The first-round selection of the KC Royals in 2011 made it to the majors last season. Three players available when KC picked him have collectively won eight All-Star berths, six Silver Sluggers and two Gold Gloves.
When the 2011 amateur draft began, the KC Royals were nine games below .500, on an inescapable route to their eighth straight losing campaign and 17th in their past 18. Because good pitching cures almost anything, it would have been easy to say the Royals should draft pitching, pitching and more pitching, but a team with such a lengthy record of uninterrupted misery is a team in need of everything.
Thanks to their perennial ineptitude, the Royals had the fifth overall pick in the ’11 draft. The best two pitchers in the field, Gerrit Cole and Trevor Bauer, were gone by then to Pittsburgh and Arizona; other good hurlers were available when KC went on the clock, but none with their talent and promise. So the Royals, even if they were in pursuit of pitching, turned instead to an all-sport prep star who’d already secured a scholarship to play quarterback at Nebraska and selected Bubba Starling. The pick had hometown appeal–Starling grew up near Kansas City.
The Washington Nationals, who hadn’t had a winning season since they were the Montreal Expos, chose Anthony Rendon with the next pick. The Indians grabbed Francisco Lindor two slots later and Houston took George Springer with the 11th pick.
Yes, that Francisco Lindor, that George Springer and that Anthony Rendon. All three soon became big-league stars; all three could have been Royals.
That they chose Rendon rather than Lindor probably doesn’t bother the Nats; he made it to the majors in 2014 (a year before Lindor), became Washington’s regular third baseman and gave them six excellent seasons before signing with the Angels in December. Rendon also has six more home runs (136 to 130), 162 more RBIs, a higher career average (.290 to .288) and a higher OPS+ (126 to 119) than Lindor, although he’s played one more season than Cleveland’s shortstop.
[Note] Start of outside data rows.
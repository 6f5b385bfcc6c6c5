use anyhow::anyhow;
use dizai::billing::StripeClient;
use dizai::configuration::get_configuration;
use dizai::email::{Email, LogEmailClient, SmtpEmailClient};
use dizai::startup::Application;
use dizai::store::PgStore;
use dizai::telemetry::{get_subscriber, init_subscriber};
use std::sync::Arc;

#[rocket::main]
async fn main() -> anyhow::Result<()> {
    let subscriber = get_subscriber("dizai".into(), "info".into(), std::io::stdout);
    init_subscriber(subscriber);

    let configuration = get_configuration()?;

    let store = PgStore::connect(&configuration.database)?;
    store.run_migrations()?;

    let email_client: Arc<dyn Email> = if configuration.email_client.is_configured() {
        Arc::new(SmtpEmailClient::new(&configuration.email_client)?)
    } else {
        tracing::warn!("SMTP credentials are not configured, e-mails will only be logged");
        Arc::new(LogEmailClient)
    };

    if !configuration.stripe.is_configured() {
        tracing::warn!("Stripe is not configured, billing calls will fail");
    }
    let billing = StripeClient::new(
        &configuration.stripe,
        configuration.application.base_url.clone(),
        std::time::Duration::from_secs(10),
    )?;

    let application = Application::build(
        &configuration,
        Arc::new(store),
        email_client,
        Arc::new(billing),
    )
    .await
    .map_err(|e| anyhow!("Failed to build the server: {}", e))?;
    application
        .server
        .launch()
        .await
        .map_err(|e| anyhow!("The server stopped with an error: {}", e))?;
    Ok(())
}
Like Lindor and Rendon, Springer lived up to his draft billing. He broke in with the Astros roughly three years after they drafted him, clubbed 20 homers in 78 games his first season and is averaging almost 27 per year to go with a .270 career average and 131 OPS+. He hit 39 home runs, drove in 96 and batted .292 last season.
Lindor is a four-time All-Star, Springer has earned three All-Star berths and Rendon one. They’ve each won two Silver Slugger Awards and Lindor has two Gold Gloves.
In contrast, Starling’s road to the majors, plagued more by inconsistency than his injuries, finally ended with his debut last summer. He competed with Brett Phillips for a starting outfield spot neither managed to win, and hit just .215 in in 56 games. Starling is out of options, so the good spring he was enjoying when baseball stopped–.367 with three home runs in 12 games–needs to carry over when the regular season starts.
Where would the KC Royals be with Rendon, Springer or Lindor? Passing on Rendon made sense–they weren’t going to displace Mike Moustakas, their 2007 first-round pick who debuted four days after the ’11 draft and gave the club several good seasons at third, Rendon’s primary position. Springer would have added power to an outfield in annual need of it and produced more runs, but likely wouldn’t have made much difference defensively.
Lindor, on the other hand, would have forced Ned Yost‘s hand at shortstop. Far better than Alcides Escobar–especially offensively, as his season averages of 26 homers and almost 77 RBIs and .288 career hitting prove–Yost couldn’t have justified keeping Esky on the field at Lindor’s expense. Later, Adalberto Mondesi would have needed to find another position.
Perhaps Starling will blossom when baseball starts up again and fulfill the promise that made the KC Royals pass on Lindor, Springer and Rendon. For now, the inescapable conclusion is the club whiffed its 2011 first-round pick.